DoD Works to Improve Deployment Medical Record Keeping
By Staff Sgt. Kathleen T. Rhem, USA
American Forces Press Service
WASHINGTON, Feb. 28, 2000, Feb. 28, 2000 DoD officials are taking steps to ensure service members' health is evaluated before and after deployments and that individual medical concerns are properly addressed.
Navy Capt. David H. Trump recently explained the relatively new requirement for standard pre- and post-deployment health assessments to a group of military medical professionals. The group was meeting here Jan. 31-Feb. 3 for the 2000 TRICARE Conference. Trump is the program director for preventive medicine and surveillance in the Office of the Assistant Secretary of Defense for Health Affairs.
The fiscal 1998 Defense Authorization Act mandated the assessments. "The secretary of defense was directed to implement a medical tracking system for military members deployed overseas," Trump said. The system was to include data on immunizations and "health events that occurred in theater, to include healthcare encounters and environmental exposures," he said.
In May 1999, two standard DoD forms grew out of this requirement -- DD Form 2795, pre-deployment health assessment, and DD Form 2796, post-deployment health assessment. Trump explained the two forms must be filled out before and after all deployments of more than 30 days to "a place that doesn't have a fixed medical treatment facility."
Each form is a questionnaire that allows service members to record information about their general health and to share any concerns they may have.
The pre-deployment assessment asks such questions as: Do you have any medical or dental problems? Do you have a 90- day supply of your prescription medication or birth control pills? During the past year, have you sought counseling or care for your mental health?
The post-deployment assessment asks questions relating to deployment experiences. Some examples: Do you have any unresolved medical or dental problems that developed during this deployment? Do you have concerns about possible exposures or events during this deployment that you feel may effect your health?
Both forms provide for follow-up care or specialty referrals if necessary.
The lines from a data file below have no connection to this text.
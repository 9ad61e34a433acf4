//! MIME encoding and decoding utilities.
//!
//! Supports Base64, Quoted-Printable, and RFC 2047 header encoding.

use crate::error::{Error, Result};
use base64::Engine;
use base64::engine::general_purpose::STANDARD;
use std::fmt::Write as _;

/// Maximum encoded line length for Base64 and Quoted-Printable bodies (RFC 2045).
const MAX_LINE_LENGTH: usize = 76;

/// Raw bytes carried by a single RFC 2047 encoded word.
///
/// 39 bytes become 52 Base64 characters, so a word is 64 characters long and
/// `Subject: ` plus the first word stays under 78 columns.
const ENCODED_WORD_BYTES: usize = 39;

/// Encodes data as Base64.
#[must_use]
pub fn encode_base64(data: &[u8]) -> String {
    STANDARD.encode(data)
}

/// Encodes data as Base64, wrapped at 76 characters with CRLF line breaks.
#[must_use]
pub fn encode_base64_lines(data: &[u8]) -> String {
    let encoded = STANDARD.encode(data);
    let mut result = String::with_capacity(encoded.len() + encoded.len() / MAX_LINE_LENGTH * 2);

    for (index, ch) in encoded.chars().enumerate() {
        if index > 0 && index % MAX_LINE_LENGTH == 0 {
            result.push_str("\r\n");
        }
        result.push(ch);
    }

    result
}

/// Decodes Base64 data.
///
/// # Errors
///
/// Returns an error if the input is not valid Base64.
pub fn decode_base64(data: &str) -> Result<Vec<u8>> {
    STANDARD.decode(data).map_err(Into::into)
}

/// Encodes text using Quoted-Printable encoding (RFC 2045).
///
/// Line breaks (`\n` or `\r\n`) become CRLF hard breaks and a lone CR is
/// escaped as `=0D`. Long lines get soft breaks so that no encoded line
/// exceeds 76 characters. Whitespace at the end of a line is encoded so
/// transports cannot strip it.
#[must_use]
pub fn encode_quoted_printable(text: &str) -> String {
    let mut result = String::with_capacity(text.len());

    let lines: Vec<&str> = text.split('\n').collect();
    let last = lines.len() - 1;

    for (index, line) in lines.into_iter().enumerate() {
        if index > 0 {
            result.push_str("\r\n");
        }
        // Only a CR paired with the following LF is a line ending
        let line = if index < last {
            line.strip_suffix('\r').unwrap_or(line)
        } else {
            line
        };
        encode_quoted_printable_line(line.as_bytes(), &mut result);
    }

    result
}

fn encode_quoted_printable_line(line: &[u8], out: &mut String) {
    let mut column = 0;

    for (index, &byte) in line.iter().enumerate() {
        let last = index + 1 == line.len();
        let literal = matches!(byte, b'!'..=b'<' | b'>'..=b'~')
            || (matches!(byte, b' ' | b'\t') && !last);
        let width = if literal { 1 } else { 3 };

        // Leave room for the soft break `=` unless nothing follows on this line
        let limit = if last {
            MAX_LINE_LENGTH
        } else {
            MAX_LINE_LENGTH - 1
        };
        if column + width > limit {
            out.push_str("=\r\n");
            column = 0;
        }

        if literal {
            out.push(char::from(byte));
        } else {
            let _ = write!(out, "={byte:02X}");
        }
        column += width;
    }
}

/// Decodes Quoted-Printable text (RFC 2045) into raw bytes.
///
/// # Errors
///
/// Returns an error if the input contains invalid escape sequences.
pub fn decode_quoted_printable(text: &str) -> Result<Vec<u8>> {
    let bytes = text.as_bytes();
    let mut result = Vec::with_capacity(bytes.len());
    let mut index = 0;

    while index < bytes.len() {
        let byte = bytes[index];
        if byte != b'=' {
            result.push(byte);
            index += 1;
            continue;
        }

        // Soft line break
        if bytes.get(index + 1..index + 3) == Some(b"\r\n".as_slice()) {
            index += 3;
            continue;
        }
        if bytes.get(index + 1) == Some(&b'\n') {
            index += 2;
            continue;
        }

        let (Some(&high), Some(&low)) = (bytes.get(index + 1), bytes.get(index + 2)) else {
            return Err(Error::InvalidEncoding(
                "Incomplete escape sequence".to_string(),
            ));
        };
        match (hex_value(high), hex_value(low)) {
            (Some(high), Some(low)) => result.push((high << 4) | low),
            _ => {
                return Err(Error::InvalidEncoding(format!(
                    "Invalid hex escape: ={}{}",
                    char::from(high),
                    char::from(low)
                )));
            }
        }
        index += 3;
    }

    Ok(result)
}

fn hex_value(byte: u8) -> Option<u8> {
    char::from(byte)
        .to_digit(16)
        .and_then(|digit| u8::try_from(digit).ok())
}

/// Encodes a header value as RFC 2047 encoded words.
///
/// Format: `=?UTF-8?B?encoded-text?=`
///
/// The value is always encoded, so arbitrary UTF-8 survives ASCII-only
/// transports. Long values are split on character boundaries into several
/// words folded with `CRLF SP`. An empty value encodes to an empty string.
#[must_use]
pub fn encode_rfc2047(text: &str) -> String {
    let mut words = Vec::new();
    let mut start = 0;

    for (index, ch) in text.char_indices() {
        if index + ch.len_utf8() - start > ENCODED_WORD_BYTES {
            words.push(encode_word(&text[start..index]));
            start = index;
        }
    }
    if start < text.len() {
        words.push(encode_word(&text[start..]));
    }

    words.join("\r\n ")
}

fn encode_word(chunk: &str) -> String {
    format!("=?UTF-8?B?{}?=", encode_base64(chunk.as_bytes()))
}

/// Decodes an RFC 2047 encoded header value.
///
/// Plain text is passed through. Both `B` and `Q` encoded words are
/// understood, and whitespace between adjacent encoded words is dropped.
///
/// # Errors
///
/// Returns an error if an encoded word has an unknown encoding or charset,
/// or its payload is malformed.
pub fn decode_rfc2047(text: &str) -> Result<String> {
    let mut result = String::with_capacity(text.len());
    let mut pending: Vec<u8> = Vec::new();
    let mut rest = text;

    while let Some(start) = rest.find("=?") {
        let (before, candidate) = rest.split_at(start);

        if let Some((bytes, consumed)) = parse_encoded_word(candidate)? {
            let only_whitespace = before.chars().all(char::is_whitespace);
            if !(only_whitespace && !pending.is_empty()) {
                flush_pending(&mut pending, &mut result)?;
                result.push_str(before);
            }
            pending.extend_from_slice(&bytes);
            rest = &candidate[consumed..];
        } else {
            flush_pending(&mut pending, &mut result)?;
            result.push_str(before);
            result.push_str("=?");
            rest = &candidate[2..];
        }
    }

    flush_pending(&mut pending, &mut result)?;
    result.push_str(rest);
    Ok(result)
}

fn flush_pending(pending: &mut Vec<u8>, out: &mut String) -> Result<()> {
    if !pending.is_empty() {
        out.push_str(&String::from_utf8(std::mem::take(pending))?);
    }
    Ok(())
}

/// Parses one encoded word at the start of `candidate`.
///
/// Returns the decoded bytes and the number of input bytes consumed, or
/// `None` when the text only looks like the start of an encoded word.
fn parse_encoded_word(candidate: &str) -> Result<Option<(Vec<u8>, usize)>> {
    let inner = &candidate[2..];
    let Some(charset_end) = inner.find('?') else {
        return Ok(None);
    };
    let after_charset = &inner[charset_end + 1..];
    let Some(encoding_end) = after_charset.find('?') else {
        return Ok(None);
    };
    let payload_area = &after_charset[encoding_end + 1..];
    let Some(payload_end) = payload_area.find("?=") else {
        return Ok(None);
    };

    let charset = &inner[..charset_end];
    let encoding = &after_charset[..encoding_end];
    let payload = &payload_area[..payload_end];
    if charset.is_empty()
        || [charset, encoding, payload]
            .iter()
            .any(|part| part.contains(char::is_whitespace))
    {
        return Ok(None);
    }

    // RFC 2231 allows a language suffix: `UTF-8*en`
    let charset = charset.split('*').next().unwrap_or(charset);
    if !charset.eq_ignore_ascii_case("utf-8") && !charset.eq_ignore_ascii_case("us-ascii") {
        return Err(Error::InvalidEncoding(format!(
            "Unsupported charset: {charset}"
        )));
    }

    let bytes = match encoding {
        "B" | "b" => decode_base64(payload)?,
        // Quoted-Printable with underscore for space
        "Q" | "q" => decode_quoted_printable(&payload.replace('_', " "))?,
        _ => {
            return Err(Error::InvalidEncoding(format!(
                "Unknown encoding: {encoding}"
            )));
        }
    };

    let consumed = 2 + charset_end + 1 + encoding_end + 1 + payload_end + 2;
    Ok(Some((bytes, consumed)))
}

#[cfg(test)]
#[allow(clippy::unwrap_used, clippy::redundant_clone, clippy::manual_string_new, clippy::needless_collect, clippy::unreadable_literal, clippy::used_underscore_items, clippy::similar_names)]
mod tests {
    use super::*;
    use proptest::prelude::*;

    #[test]
    fn test_base64_encode_decode() {
        let data = b"Hello, World!";
        let encoded = encode_base64(data);
        assert_eq!(encoded, "SGVsbG8sIFdvcmxkIQ==");

        let decoded = decode_base64(&encoded).unwrap();
        assert_eq!(decoded, data);
    }

    #[test]
    fn test_base64_lines_wrap_at_76() {
        let data = vec![0xABu8; 200];
        let encoded = encode_base64_lines(&data);
        let lines: Vec<&str> = encoded.split("\r\n").collect();

        assert_eq!(lines.len(), 4);
        assert!(lines[..3].iter().all(|line| line.len() == 76));
        assert_eq!(lines.concat(), encode_base64(&data));
    }

    #[test]
    fn test_base64_lines_short_input() {
        assert_eq!(encode_base64_lines(b"abc"), "YWJj");
        assert_eq!(encode_base64_lines(b""), "");
    }

    #[test]
    fn test_quoted_printable_encode() {
        let text = "Hello, World!";
        let encoded = encode_quoted_printable(text);
        assert_eq!(encoded, "Hello, World!");

        let text = "Héllo, Wørld!";
        let encoded = encode_quoted_printable(text);
        assert_eq!(encoded, "H=C3=A9llo, W=C3=B8rld!");
    }

    #[test]
    fn test_quoted_printable_keeps_line_breaks() {
        let encoded = encode_quoted_printable("one\ntwo\r\nthree");
        assert_eq!(encoded, "one\r\ntwo\r\nthree");
    }

    #[test]
    fn test_quoted_printable_keeps_lone_cr() {
        assert_eq!(encode_quoted_printable("\r"), "=0D");
        assert_eq!(encode_quoted_printable("Hello\r"), "Hello=0D");
        assert_eq!(encode_quoted_printable("a\rb\r\r\nc"), "a=0Db=0D\r\nc");

        let decoded = decode_quoted_printable(&encode_quoted_printable("Hello\r")).unwrap();
        assert_eq!(decoded, b"Hello\r");
    }

    #[test]
    fn test_quoted_printable_trailing_whitespace() {
        let encoded = encode_quoted_printable("tail \nnext\t");
        assert_eq!(encoded, "tail=20\r\nnext=09");
    }

    #[test]
    fn test_quoted_printable_soft_breaks() {
        let text = "é".repeat(60);
        let encoded = encode_quoted_printable(&text);

        assert!(encoded.lines().all(|line| line.len() <= 76));
        assert!(encoded.contains("=\r\n"));
        assert_eq!(decode_quoted_printable(&encoded).unwrap(), text.as_bytes());
    }

    #[test]
    fn test_quoted_printable_decode() {
        let decoded = decode_quoted_printable("Hello, World!").unwrap();
        assert_eq!(decoded, b"Hello, World!");

        let decoded = decode_quoted_printable("H=C3=A9llo").unwrap();
        assert_eq!(String::from_utf8(decoded).unwrap(), "Héllo");
    }

    #[test]
    fn test_quoted_printable_soft_line_break() {
        assert_eq!(decode_quoted_printable("Hello=\r\nWorld").unwrap(), b"HelloWorld");
        assert_eq!(decode_quoted_printable("Hello=\nWorld").unwrap(), b"HelloWorld");
    }

    #[test]
    fn test_quoted_printable_invalid_escape() {
        assert!(decode_quoted_printable("bad=ZZ").is_err());
        assert!(decode_quoted_printable("short=4").is_err());
    }

    #[test]
    fn test_rfc2047_encode() {
        assert_eq!(encode_rfc2047("Hello"), "=?UTF-8?B?SGVsbG8=?=");
        assert_eq!(encode_rfc2047("Héllo"), "=?UTF-8?B?SMOpbGxv?=");
        assert_eq!(encode_rfc2047(""), "");
    }

    #[test]
    fn test_rfc2047_encode_long_value_folds() {
        let subject = "Quarterly report – ünïcödé edition ".repeat(4);
        let encoded = encode_rfc2047(&subject);

        let words: Vec<&str> = encoded.split("\r\n ").collect();
        assert!(words.len() > 1);
        for word in &words {
            assert!(word.starts_with("=?UTF-8?B?"));
            assert!(word.ends_with("?="));
            assert!(word.len() <= 75);
        }
        assert_eq!(decode_rfc2047(&encoded).unwrap(), subject);
    }

    #[test]
    fn test_rfc2047_decode() {
        assert_eq!(decode_rfc2047("Hello").unwrap(), "Hello");
        assert_eq!(decode_rfc2047("=?utf-8?B?SMOpbGxv?=").unwrap(), "Héllo");
    }

    #[test]
    fn test_rfc2047_quoted_printable() {
        assert_eq!(decode_rfc2047("=?utf-8?Q?H=C3=A9llo_there?=").unwrap(), "Héllo there");
    }

    #[test]
    fn test_rfc2047_mixed_text() {
        let decoded = decode_rfc2047("Re: =?UTF-8?B?SMOpbGxv?= =?UTF-8?B?IHdvcmxk?= !").unwrap();
        assert_eq!(decoded, "Re: Héllo world !");
    }

    #[test]
    fn test_rfc2047_not_an_encoded_word() {
        assert_eq!(decode_rfc2047("1 =? 2").unwrap(), "1 =? 2");
    }

    #[test]
    fn test_rfc2047_unknown_encoding() {
        assert!(decode_rfc2047("=?UTF-8?X?abc?=").is_err());
        assert!(decode_rfc2047("=?KOI8-R?B?abc=?=").is_err());
    }

    proptest! {
        #[test]
        fn prop_rfc2047_round_trip(text in any::<String>()) {
            let encoded = encode_rfc2047(&text);
            prop_assert!(encoded.is_ascii());
            prop_assert_eq!(decode_rfc2047(&encoded).unwrap(), text);
        }

        #[test]
        fn prop_quoted_printable_round_trip(text in "[^\r\n]{0,300}") {
            let encoded = encode_quoted_printable(&text);
            prop_assert!(encoded.lines().all(|line| line.len() <= 76));
            prop_assert_eq!(decode_quoted_printable(&encoded).unwrap(), text.into_bytes());
        }
    }
}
Once completed and signed by both the service member and the healthcare provider, one copy of the form is filed in the individual's medical record and the other is forwarded to the Defense Medical Surveillance System.
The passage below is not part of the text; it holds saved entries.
//! Structural properties of built messages.
//!
//! Every message is parsed back with the crate's own parser and checked for
//! part layout, header encoding and attachment integrity.

#![allow(clippy::unwrap_used)]

use std::collections::HashMap;
use std::io;
use std::path::{Path, PathBuf};

use proptest::prelude::*;

use mimepost_mime::{
    AttachmentSource, Error, Message, MessageBuilder, OutgoingEmail, Sender, TransferEncoding,
};

/// Attachment source backed by a map.
struct MemorySource(HashMap<PathBuf, Vec<u8>>);

impl AttachmentSource for MemorySource {
    fn read(&self, path: &Path) -> io::Result<Vec<u8>> {
        self.0
            .get(path)
            .cloned()
            .ok_or_else(|| io::Error::from(io::ErrorKind::NotFound))
    }
}

fn sender() -> Sender {
    Sender {
        address: "noreply@example.com".to_string(),
        display_name: "Ops Team".to_string(),
        reply_to: Some("ops@example.com".to_string()),
    }
}

fn builder_with(files: &[(&str, &[u8])]) -> MessageBuilder<MemorySource> {
    let files = files
        .iter()
        .map(|(path, data)| (PathBuf::from(path), data.to_vec()))
        .collect();
    MessageBuilder::new(sender(), "storage").with_source(MemorySource(files))
}

fn body_text() -> impl Strategy<Value = String> {
    "[^\u{0}]{1,400}"
}

#[test]
fn concrete_plain_scenario() {
    let email = OutgoingEmail::new("Hello").to("a@x.com").text_body("Hi there");
    let built = builder_with(&[]).build(&email).unwrap();
    let raw = String::from_utf8(built.as_bytes().to_vec()).unwrap();
    let message = Message::parse(built.as_bytes()).unwrap();

    assert!(raw.contains("\r\nTo: a@x.com\r\n"));
    assert_eq!(message.leaf_parts().unwrap().len(), 1);
    assert_eq!(
        message.parts[0].headers.get("content-type"),
        Some("text/plain; charset=UTF-8")
    );
    assert_eq!(message.text_part().unwrap(), "Hi there");
}

#[test]
fn reads_attachments_from_disk() {
    let root = std::env::temp_dir().join(format!("mimepost-mime-{}", std::process::id()));
    std::fs::create_dir_all(&root).unwrap();
    let file = root.join("notes.txt");
    std::fs::write(&file, b"on-disk attachment").unwrap();

    let builder = MessageBuilder::new(sender(), root.to_string_lossy());
    let email = OutgoingEmail::new("Notes")
        .to("a@x.com")
        .text_body("attached")
        .attach(file.to_string_lossy());
    let built = builder.build(&email);
    std::fs::remove_dir_all(&root).unwrap();

    let message = Message::parse(built.unwrap().as_bytes()).unwrap();
    let attachments = message.attachments().unwrap();
    assert_eq!(attachments.len(), 1);
    assert_eq!(attachments[0].filename().as_deref(), Some("notes.txt"));
    assert_eq!(attachments[0].decode_body().unwrap(), b"on-disk attachment");
}

#[test]
fn missing_file_on_disk_is_a_read_error() {
    let root = std::env::temp_dir();
    let root = root.to_string_lossy();
    let builder = MessageBuilder::new(sender(), root.clone());
    let email = OutgoingEmail::new("Nope")
        .text_body("attached")
        .attach(format!("{root}/mimepost-does-not-exist.bin"));

    assert!(matches!(
        builder.build(&email),
        Err(Error::AttachmentRead { .. })
    ));
}

proptest! {
    #[test]
    fn plain_only_has_single_text_part(text in body_text()) {
        let email = OutgoingEmail::new("s").to("a@x.com").text_body(text.clone());
        let built = builder_with(&[]).build(&email).unwrap();
        let message = Message::parse(built.as_bytes()).unwrap();

        prop_assert_eq!(message.parts.len(), 1);
        prop_assert_eq!(
            message.parts[0].headers.get("content-type"),
            Some("text/plain; charset=UTF-8")
        );
        prop_assert!(!String::from_utf8_lossy(built.as_bytes()).contains("multipart/alternative"));
        prop_assert_eq!(message.text_part().unwrap(), text.replace("\r\n", "\n").replace('\n', "\r\n"));
    }

    #[test]
    fn plain_and_html_nest_two_alternatives(text in body_text(), html in body_text()) {
        let email = OutgoingEmail::new("s").to("a@x.com").text_body(text).html_body(html);
        let built = builder_with(&[]).build(&email).unwrap();
        let message = Message::parse(built.as_bytes()).unwrap();

        prop_assert_eq!(message.parts.len(), 1);
        let nested = message.parts[0].subparts().unwrap();
        prop_assert_eq!(nested.len(), 2);
        prop_assert!(nested[0].content_type().unwrap().is("text", "plain"));
        prop_assert!(nested[1].content_type().unwrap().is("text", "html"));
    }

    #[test]
    fn empty_bodies_always_fail(subject in ".*", attachment in "[a-z/]{0,20}") {
        let email = OutgoingEmail::new(subject)
            .to("a@x.com")
            .text_body("")
            .html_body("")
            .attach(attachment);

        prop_assert!(matches!(builder_with(&[]).build(&email), Err(Error::EmptyBody)));
    }

    #[test]
    fn paths_outside_root_are_rejected(path in "[a-z]{1,10}/[a-z]{1,10}\\.txt") {
        prop_assume!(!path.starts_with("storage/"));
        let email = OutgoingEmail::new("s").text_body("x").attach(path.clone());
        let builder = builder_with(&[(path.as_str(), b"data".as_slice())]);

        let is_invalid_path = matches!(builder.build(&email), Err(Error::InvalidAttachmentPath { .. }));
        prop_assert!(is_invalid_path);
    }

    #[test]
    fn attachment_round_trips(data in proptest::collection::vec(any::<u8>(), 0..4096)) {
        let builder = builder_with(&[("storage/blob.bin", data.as_slice())]);
        let email = OutgoingEmail::new("s").text_body("x").attach("storage/blob.bin");
        let built = builder.build(&email).unwrap();
        let message = Message::parse(built.as_bytes()).unwrap();
        let attachments = message.attachments().unwrap();

        prop_assert_eq!(attachments.len(), 1);
        prop_assert_eq!(attachments[0].transfer_encoding(), TransferEncoding::Base64);
        prop_assert_eq!(attachments[0].decode_body().unwrap(), data);
    }

    #[test]
    fn subject_round_trips(subject in any::<String>()) {
        let email = OutgoingEmail::new(subject.clone()).text_body("x");
        let built = builder_with(&[]).build(&email).unwrap();
        let message = Message::parse(built.as_bytes()).unwrap();

        prop_assert_eq!(message.decoded_subject().unwrap().unwrap_or_default(), subject);
    }

    #[test]
    fn every_line_within_hard_limit(count in 1usize..120, local in "[a-z0-9.-]{1,40}") {
        let mut email = OutgoingEmail::new("s").text_body("x");
        for index in 0..count {
            email = email.to(format!("{local}{index}@example.com"));
        }
        let built = builder_with(&[]).build(&email).unwrap();
        let message = Message::parse(built.as_bytes()).unwrap();

        let raw = String::from_utf8_lossy(built.as_bytes()).into_owned();
        for line in raw.split("\r\n") {
            prop_assert!(line.len() <= 998, "line of {} octets", line.len());
        }
        let expected_to = email.to.join(", ");
        prop_assert_eq!(message.to(), Some(expected_to.as_str()));
    }
}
DoD had been taking steps in that direction before receiving direction from Congress, Trump said. He explained that the need for pre- and post-deployment health screenings became apparent following the Gulf War.
"In many cases, the health screenings that were done as part of mobilization processing weren't recorded in the individual's medical record," he said. "And probably more problematic, many times medical assessments were not done on return from deployment."
This was particularly a problem for Guard and Reserve members, many of whom were separated from military service without ever receiving a pre-separation physical. "This caused many problems for them when they went to seek care from [the Department of] Veterans Affairs," Trump said.
He described the assessments as an easy step with the potential to help a lot of people in the long run. "This is not rocket science. This is not a research study," he said. "It really is just a way to document that people had the opportunity to list their concerns and that a clinical assessment has been made.
"It's just a way of making sure we provide the commander in chief with a fit and healthy force," he said.